Activists to gift ‘radioactive’ water and soil from Jadugoda to Kolkata scientists

  • Snighdendu Bhattacharya, Hindustan Times, Kolkata
  • Updated: Sep 22, 2016 18:18 IST
Doctors at the camp in Jadugoda on September 17. (Photo credit: Jal Jangal Jamin)

A group of city-based activists, including doctors, have planned a unique protest by gifting scientists of Saha Institute of Nuclear Physics and prominent nuclear physicist Bikash Sinha samples of ‘radioactive’ soil and water that they have brought in from villages around the Jadugoda uranium mine in Jharkhand. They are going to hand these over on Friday and Saturday to protest the ‘silence of the scientists’ against radiations from the radioactive waste that in Singbhum district that, they alleged, is allegedly causing various deformities and neuromuscular weaknesses among locals and the cattle.

East Singbhum borders West Midnapore and Purulia districts of Bengal.

“We will gather in front of Saha Institute of Nuclear Physics at 3.30 pm on Friday, and in front of Sinha’s house at 5 pm on Saturday, to gift the scientists radioactive soil and water. They have consistently denied there has been any effect of radiation on the locals. If the soil and water from the local villages are free from radiation, they should accept our gifts,” said Chhandak Chatterjee, a member of the activist group Jal Jangal Jamin.

Read: Jadugoda: The Nuclear Graveyard

Uranium mining started in 1967 in the area by Uranium Corporation of India and the allegation of radiation hazards have cropped up time and again with no conclusive evidence in support of the allegations.

On September 17, this group of 23 consisting of 12 doctors, medical students and a professor of state-run N R S Medical College and Hospital organised a health camp at Bango village in Jadugoda, where they treated 193 villagers. h check-ups. The doctors and students were from SSKM Hospital, N R S Medical College and Hospital and Calcutta Medical College and Hospital.

Activists alleged that the radiation spreads from a pond, where waste from the milling stations is deposited. They allege that villagers living near it are being affected by the exposure to waste contaminated with radioactive elements.

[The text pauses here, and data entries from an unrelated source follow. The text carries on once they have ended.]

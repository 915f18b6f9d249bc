//! wechat-notify: send a text notification through the WeCom (Qiye WeChat)
//! enterprise gateway.
//!
//! One invocation is one stateless round trip pair: exchange the corp id and
//! secret for an access token, then post a text message to users,
//! departments, or tags. The result is a JSON report for the calling task
//! runner.
//!
//! See `DESIGN.md` for the module map.

#![forbid(unsafe_code)]
#![warn(missing_docs)]

pub mod config;
pub mod credentials;
pub mod gateway;
pub mod invocation;
pub mod logging;
pub mod redactor;
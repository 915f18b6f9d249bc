//! One notification run: validate, exchange a token, send, report.
//!
//! Every failure is recovered here and turned into an
//! [`InvocationReport`]; nothing propagates to the caller as an error.

pub mod params;
pub mod report;

use tracing::{error, info, warn};

use crate::credentials::Credentials;
use crate::gateway::{
    AuthError, Endpoints, HttpTransport, MessageSender, Recipients, SendError, SendReceipt,
    TextMessage, TokenExchanger,
};
use crate::redactor::Redactor;

pub use params::{NotifyParams, ParamsError, ValidParams};
pub use report::InvocationReport;

/// Delivery failure, by stage.
#[derive(Debug, thiserror::Error)]
pub enum NotifyError {
    /// Token exchange failed; no send was attempted.
    #[error(transparent)]
    Auth(#[from] AuthError),
    /// The send itself failed.
    #[error(transparent)]
    Send(#[from] SendError),
}

impl NotifyError {
    /// Whether the detail is recipient ids or platform `errmsg` text rather
    /// than a raw body or transport error.
    pub fn echoes_gateway_text(&self) -> bool {
        matches!(
            self,
            Self::Send(SendError::InvalidUser(_) | SendError::Api { .. })
        )
    }
}

/// Runs invocations against one gateway.
pub struct Invocation<'a> {
    transport: &'a dyn HttpTransport,
    endpoints: &'a Endpoints,
}

impl<'a> Invocation<'a> {
    /// Create an invocation runner.
    pub fn new(transport: &'a dyn HttpTransport, endpoints: &'a Endpoints) -> Self {
        Self {
            transport,
            endpoints,
        }
    }

    /// Run one invocation to completion.
    ///
    /// Check mode returns right after validation, before any network call.
    pub async fn run(&self, params: NotifyParams) -> InvocationReport {
        let attempted = params.msg.clone().filter(|m| !m.is_empty());
        let valid = match params.validate() {
            Ok(valid) => valid,
            Err(err) => {
                warn!(error = %err, "rejecting invocation");
                return InvocationReport::failure(attempted, err.to_string());
            }
        };

        if valid.check_mode {
            info!("check mode, skipping delivery");
            return InvocationReport::unchanged();
        }

        let recipients = Recipients::resolve(valid.touser, valid.toparty, valid.totag);
        let message = TextMessage::new(valid.agent_id, valid.msg, recipients);
        let mut redactor = Redactor::new(valid.credentials.known_secrets());

        match self
            .deliver(&valid.credentials, &message, &mut redactor)
            .await
        {
            Ok(_) => InvocationReport::sent(&message),
            Err(err) => {
                let detail = if err.echoes_gateway_text() {
                    redactor.redact_patterns(&err.to_string())
                } else {
                    redactor.redact(&err.to_string())
                };
                error!(error = %detail, "unable to send message");
                InvocationReport::failure(Some(message.body().to_owned()), detail)
            }
        }
    }

    /// Exchange a token, then send `message` with it.
    ///
    /// The token is registered with `redactor` as soon as it exists.
    ///
    /// # Errors
    ///
    /// Returns [`NotifyError::Auth`] if the exchange fails, in which case no
    /// send is attempted, or [`NotifyError::Send`] if the send fails.
    pub async fn deliver(
        &self,
        credentials: &Credentials,
        message: &TextMessage,
        redactor: &mut Redactor,
    ) -> Result<SendReceipt, NotifyError> {
        let token = TokenExchanger::new(self.transport, self.endpoints)
            .exchange(credentials)
            .await?;
        redactor.add_secret(token.as_str());

        let receipt = MessageSender::new(self.transport, self.endpoints)
            .send(&token, message)
            .await?;
        Ok(receipt)
    }
}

One of the local villagers who came to the camp for treatment. (Photo courtesy: Jal Jangal Jamin)

“There is an abnormally high rate of cerebral palsy among children. Diseases like neuromuscular weakness, paralysis, muscle atrophy and birth asphyxia have become common. While I did not have the infrastructure to scientifically determine whether these were caused by radiation, the circumstantial evidences points only in that direction,” Durga Prasad Chakraborty, a teaching doctor of neuro medicine at N R S Medical College and Hospital told HT.

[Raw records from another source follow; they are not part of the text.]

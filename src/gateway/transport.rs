//! HTTP transport seam for the gateway clients.
//!
//! The clients only need "GET a URL" and "POST JSON to a URL", each giving
//! back a status code and a raw body. [`ReqwestTransport`] is the production
//! implementation.

use std::time::Duration;

use async_trait::async_trait;
use tracing::warn;
use url::Url;

use crate::config::GatewayConfig;

/// Transport-level failure: connect, TLS, or reading the body.
#[derive(Debug, thiserror::Error)]
#[error("{0}")]
pub struct TransportError(pub String);

impl From<reqwest::Error> for TransportError {
    fn from(err: reqwest::Error) -> Self {
        // Request URLs carry the corp secret or the access token.
        let err = err.without_url();
        let mut detail = err.to_string();
        let mut source = std::error::Error::source(&err);
        while let Some(cause) = source {
            detail.push_str(": ");
            detail.push_str(&cause.to_string());
            source = std::error::Error::source(cause);
        }
        Self(detail)
    }
}

/// Status code and raw body of a gateway response.
#[derive(Debug, Clone, PartialEq, Eq)]
pub struct HttpReply {
    /// HTTP status code.
    pub status: u16,
    /// Response body as text.
    pub body: String,
}

impl HttpReply {
    /// Whether the status is 2xx.
    pub fn is_success(&self) -> bool {
        (200..300).contains(&self.status)
    }
}

/// Minimal HTTP client interface used by the gateway clients.
///
/// Implementations must be `Send + Sync` so a single transport can be shared
/// by reference across `.await` points.
#[async_trait]
pub trait HttpTransport: Send + Sync {
    /// Issue a GET request.
    ///
    /// # Errors
    ///
    /// Returns [`TransportError`] when no response is received.
    async fn get(&self, url: &Url) -> Result<HttpReply, TransportError>;

    /// Issue a POST request with a JSON body.
    ///
    /// # Errors
    ///
    /// Returns [`TransportError`] when no response is received.
    async fn post_json(
        &self,
        url: &Url,
        body: &serde_json::Value,
    ) -> Result<HttpReply, TransportError>;
}

/// [`HttpTransport`] backed by `reqwest`.
#[derive(Debug, Clone)]
pub struct ReqwestTransport {
    client: reqwest::Client,
}

impl ReqwestTransport {
    /// Build a transport honouring the configured timeouts.
    pub fn new(config: &GatewayConfig) -> Self {
        let mut builder = reqwest::Client::builder();
        if let Some(secs) = config.connect_timeout_secs {
            builder = builder.connect_timeout(Duration::from_secs(secs));
        }
        if let Some(secs) = config.request_timeout_secs {
            builder = builder.timeout(Duration::from_secs(secs));
        }
        let client = builder.build().unwrap_or_else(|e| {
            warn!(error = %TransportError::from(e), "failed to build HTTP client with timeouts, using default");
            reqwest::Client::default()
        });
        Self { client }
    }
}

impl Default for ReqwestTransport {
    fn default() -> Self {
        Self::new(&GatewayConfig::default())
    }
}

async fn into_reply(response: reqwest::Response) -> Result<HttpReply, TransportError> {
    let status = response.status().as_u16();
    let body = response.text().await?;
    Ok(HttpReply { status, body })
}

#[async_trait]
impl HttpTransport for ReqwestTransport {
    async fn get(&self, url: &Url) -> Result<HttpReply, TransportError> {
        let response = self.client.get(url.clone()).send().await?;
        into_reply(response).await
    }

    async fn post_json(
        &self,
        url: &Url,
        body: &serde_json::Value,
    ) -> Result<HttpReply, TransportError> {
        let response = self.client.post(url.clone()).json(body).send().await?;
        into_reply(response).await
    }
}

According to the doctors, the moot point is why are so many deformities observed in this area only.

According to Baishali Biswas, a final year student at N R S Medical College and Hospital, as many as 46 people of those who came were victims of various types of deformities. Most of the patients reported tumourous growth and developmental delay of children, watering from eyes and skin infections.

Read: Jharkhand orders uranium mine shut, supplies hit

Bikash Sinha, however, is unperturbed with the planned protest in front of his home. According to him, he visited the site several times and would not have done so if he were worried about radiation.

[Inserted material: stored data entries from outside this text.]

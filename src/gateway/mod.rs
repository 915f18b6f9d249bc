//! WeCom gateway clients.
//!
//! Two calls make up a notification, always in this order:
//! - [`token::TokenExchanger`]: `GET /cgi-bin/gettoken`, corp id + secret to access token
//! - [`message::MessageSender`]: `POST /cgi-bin/message/send`, text message to recipients
//!
//! Both go through the [`transport::HttpTransport`] seam and neither retries.
//! The token is handed from one to the other as a plain value; nothing is
//! cached between invocations.

pub mod endpoints;
pub mod message;
pub mod token;
pub mod transport;

pub use endpoints::{EndpointError, Endpoints, DEFAULT_BASE_URL};
pub use message::{MessageSender, Recipients, SendError, SendReceipt, TextMessage, ALL_USERS};
pub use token::{AccessToken, AuthError, TokenExchanger};
pub use transport::{HttpReply, HttpTransport, ReqwestTransport, TransportError};
//! Coverage for credential file loading and permission checks.

use std::fs;
use std::path::PathBuf;

use wechat_notify::credentials::load_env_file;

fn write_env(dir: &tempfile::TempDir, contents: &str) -> PathBuf {
    let path = dir.path().join(".env");
    let write = fs::write(&path, contents);
    assert!(write.is_ok());

    #[cfg(unix)]
    {
        use std::os::unix::fs::PermissionsExt;
        let perms = fs::set_permissions(&path, fs::Permissions::from_mode(0o600));
        assert!(perms.is_ok());
    }

    path
}

#[test]
fn loads_corp_id_and_secret() {
    let dir = tempfile::tempdir().expect("temp dir");
    let path = write_env(&dir, "WECHAT_CORP_ID=ww123\nWECHAT_SECRET=abc456\nOTHER=x\n");

    let loaded = load_env_file(&path);
    assert!(loaded.is_ok());
    let env = match loaded {
        Ok(env) => env,
        Err(err) => panic!("env file should load: {err}"),
    };

    assert_eq!(env.corp_id(), Some("ww123"));
    assert_eq!(env.secret(), Some("abc456"));
    assert_eq!(env.get("OTHER"), Some("x"));
    assert!(!format!("{env:?}").contains("abc456"));
}

#[test]
fn missing_file_is_an_error() {
    let dir = tempfile::tempdir().expect("temp dir");
    assert!(load_env_file(&dir.path().join(".env")).is_err());
}

#[cfg(unix)]
#[test]
fn rejects_world_readable_env_file() {
    use std::os::unix::fs::PermissionsExt;

    let dir = tempfile::tempdir().expect("temp dir");
    let path = write_env(&dir, "WECHAT_CORP_ID=ww123\nWECHAT_SECRET=abc456\n");
    let perms = fs::set_permissions(&path, fs::Permissions::from_mode(0o644));
    assert!(perms.is_ok());

    assert!(load_env_file(&path).is_err());
}
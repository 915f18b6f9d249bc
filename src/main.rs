//! wechat-notify CLI entry point.
//!
//! Works as an Ansible binary module (the JSON args file is the single
//! positional argument) or as a plain command driven by flags. Exactly one
//! JSON report is printed on stdout; logs go to stderr.

#![forbid(unsafe_code)]
#![warn(missing_docs)]

use std::path::PathBuf;
use std::process::ExitCode;

use anyhow::Context;
use clap::Parser;
use tracing::{debug, error, warn};

use wechat_notify::config::{LogConfig, NotifyConfig};
use wechat_notify::credentials::load_env_file;
use wechat_notify::gateway::{Endpoints, ReqwestTransport};
use wechat_notify::invocation::{Invocation, InvocationReport, NotifyParams};
use wechat_notify::logging::{self, LoggingGuard};

/// Send a text message through the WeCom enterprise gateway.
#[derive(Parser)]
#[command(name = "wechat-notify", version, about)]
struct Cli {
    /// Ansible-style JSON arguments file. Flags override its values.
    args_file: Option<PathBuf>,

    /// Corp id.
    #[arg(long, env = "WECHAT_CORP_ID", hide_env_values = true)]
    corp_id: Option<String>,

    /// Application secret.
    #[arg(long, env = "WECHAT_SECRET", hide_env_values = true)]
    secret: Option<String>,

    /// Application agent id.
    #[arg(long)]
    agent_id: Option<String>,

    /// Message body.
    #[arg(long)]
    msg: Option<String>,

    /// User ids joined by '|', or @all. Defaults to @all when no target is given.
    #[arg(long)]
    touser: Option<String>,

    /// Department ids joined by '|'.
    #[arg(long)]
    toparty: Option<String>,

    /// Tag ids joined by '|'. Only sent together with --toparty.
    #[arg(long)]
    totag: Option<String>,

    /// Validate arguments only; make no network calls.
    #[arg(long)]
    check: bool,

    /// Dotenv file holding WECHAT_CORP_ID and WECHAT_SECRET.
    #[arg(long)]
    env_file: Option<PathBuf>,

    /// Config file (default: $WECHAT_NOTIFY_CONFIG or ./wechat-notify.toml).
    #[arg(long)]
    config: Option<PathBuf>,
}

impl Cli {
    fn overrides(&self) -> NotifyParams {
        NotifyParams {
            corp_id: self.corp_id.clone(),
            secret: self.secret.clone(),
            agent_id: self.agent_id.clone(),
            msg: self.msg.clone(),
            touser: self.touser.clone(),
            toparty: self.toparty.clone(),
            totag: self.totag.clone(),
            check_mode: self.check,
        }
    }
}

#[tokio::main]
async fn main() -> ExitCode {
    let cli = Cli::parse();

    let config = match NotifyConfig::load(cli.config.as_deref()) {
        Ok(config) => config,
        Err(err) => {
            logging::init_cli(&LogConfig::default().level);
            error!(error = %err, "failed to load configuration");
            return emit(&InvocationReport::failure(None, err.to_string()));
        }
    };

    let _logging_guard = init_logging(&config.log);

    let report = match execute(&cli, &config).await {
        Ok(report) => report,
        Err(err) => {
            // Only the outermost context: inner causes may quote env-file lines.
            error!(error = %err, "invocation setup failed");
            InvocationReport::failure(cli.msg.clone(), err.to_string())
        }
    };

    emit(&report)
}

/// Merge parameter sources, build the gateway client, and run.
async fn execute(cli: &Cli, config: &NotifyConfig) -> anyhow::Result<InvocationReport> {
    let mut params = match &cli.args_file {
        Some(path) => NotifyParams::from_args_file(path)?,
        None => NotifyParams::default(),
    };
    params = params.merge(cli.overrides());

    if let Some(path) = &cli.env_file {
        let env = load_env_file(path)
            .with_context(|| format!("failed to load credentials from {}", path.display()))?;
        params.fill_credentials(&env);
    }
    debug!(?params, "parameters resolved");

    let endpoints =
        Endpoints::new(&config.gateway.base_url).context("invalid [gateway] base_url")?;
    let transport = ReqwestTransport::new(&config.gateway);

    Ok(Invocation::new(&transport, &endpoints).run(params).await)
}

fn init_logging(config: &LogConfig) -> Option<LoggingGuard> {
    let Some(dir) = &config.dir else {
        logging::init_cli(&config.level);
        return None;
    };

    match logging::init_with_file(dir, &config.level) {
        Ok(guard) => Some(guard),
        Err(err) => {
            logging::init_cli(&config.level);
            warn!(error = %err, "file logging unavailable, using console only");
            None
        }
    }
}

fn emit(report: &InvocationReport) -> ExitCode {
    match report.to_json() {
        Ok(json) => println!("{json}"),
        Err(err) => {
            error!(error = %err, "failed to encode report");
            println!(r#"{{"changed":false,"failed":true,"wechat_error":"failed to encode report"}}"#);
            return ExitCode::FAILURE;
        }
    }
    report.exit_code()
}
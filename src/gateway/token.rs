//! Access token exchange (`GET /cgi-bin/gettoken`).

use serde::Deserialize;
use tracing::{debug, info};

use crate::credentials::Credentials;

use super::endpoints::Endpoints;
use super::transport::{HttpReply, HttpTransport, TransportError};

/// Short-lived bearer token returned by the gateway.
///
/// Expiry is not tracked: every invocation exchanges for a fresh token.
#[derive(Clone, PartialEq, Eq)]
pub struct AccessToken(String);

impl std::fmt::Debug for AccessToken {
    fn fmt(&self, f: &mut std::fmt::Formatter<'_>) -> std::fmt::Result {
        f.debug_tuple("AccessToken").field(&"[REDACTED]").finish()
    }
}

impl AccessToken {
    /// Wrap a raw token value.
    pub fn new(value: impl Into<String>) -> Self {
        Self(value.into())
    }

    /// The raw token value.
    pub fn as_str(&self) -> &str {
        &self.0
    }
}

/// Token exchange failed.
///
/// Bad credentials and malformed responses are deliberately not told
/// apart; both carry the raw body for diagnostics.
#[derive(Debug, thiserror::Error)]
pub enum AuthError {
    /// The gateway could not be reached.
    #[error("token request failed: {0}")]
    Transport(#[from] TransportError),
    /// The gateway answered without a usable token.
    #[error("invalid corpid or corpsecret, api result: {body}")]
    Rejected {
        /// HTTP status code.
        status: u16,
        /// Raw response body.
        body: String,
    },
}

#[derive(Debug, Deserialize)]
struct TokenResponse {
    access_token: Option<String>,
}

/// Extract the access token from a gettoken reply.
///
/// # Errors
///
/// Returns [`AuthError::Rejected`] for a non-2xx status, a body that is not
/// JSON, or a missing, non-string, or empty `access_token` field.
pub fn parse_token_response(reply: &HttpReply) -> Result<AccessToken, AuthError> {
    let rejected = || AuthError::Rejected {
        status: reply.status,
        body: reply.body.clone(),
    };

    if !reply.is_success() {
        return Err(rejected());
    }

    serde_json::from_str::<TokenResponse>(&reply.body)
        .ok()
        .and_then(|parsed| parsed.access_token)
        .filter(|token| !token.is_empty())
        .map(AccessToken)
        .ok_or_else(rejected)
}

/// Exchanges application credentials for an [`AccessToken`].
pub struct TokenExchanger<'a> {
    transport: &'a dyn HttpTransport,
    endpoints: &'a Endpoints,
}

impl<'a> TokenExchanger<'a> {
    /// Create an exchanger over a transport and endpoint set.
    pub fn new(transport: &'a dyn HttpTransport, endpoints: &'a Endpoints) -> Self {
        Self {
            transport,
            endpoints,
        }
    }

    /// Perform one gettoken round trip. No retries.
    ///
    /// # Errors
    ///
    /// Returns [`AuthError`] if the gateway is unreachable or does not hand
    /// back a usable token.
    pub async fn exchange(&self, credentials: &Credentials) -> Result<AccessToken, AuthError> {
        let url = self.endpoints.token_url(credentials);
        debug!(host = ?self.endpoints.base().host_str(), "requesting access token");

        let reply = self.transport.get(&url).await?;
        let token = parse_token_response(&reply)?;

        info!("access token acquired");
        Ok(token)
    }
}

“I’ll welcome the protesters and gladly accept their gifts. I will also try to have a dialogue with them to clear their misconceptions. Any such agitation should be motivated by logical persuasion of the truth,” Sinha, a former director of Saha Institute of Nuclear Physics, told HT, adding, “The concern over radiation from the mine has no logical basis.”

He argued that it is meaningless to protest at Saha Institute of Nuclear Physics, as scientists working there have nothing to do with uranium mining in Jaduguda.

“It’s merely a research institution. The Uranium Corporation Ltd of India and Atomic Energy Regulatory Board are the concerned authorities,” Sinha said.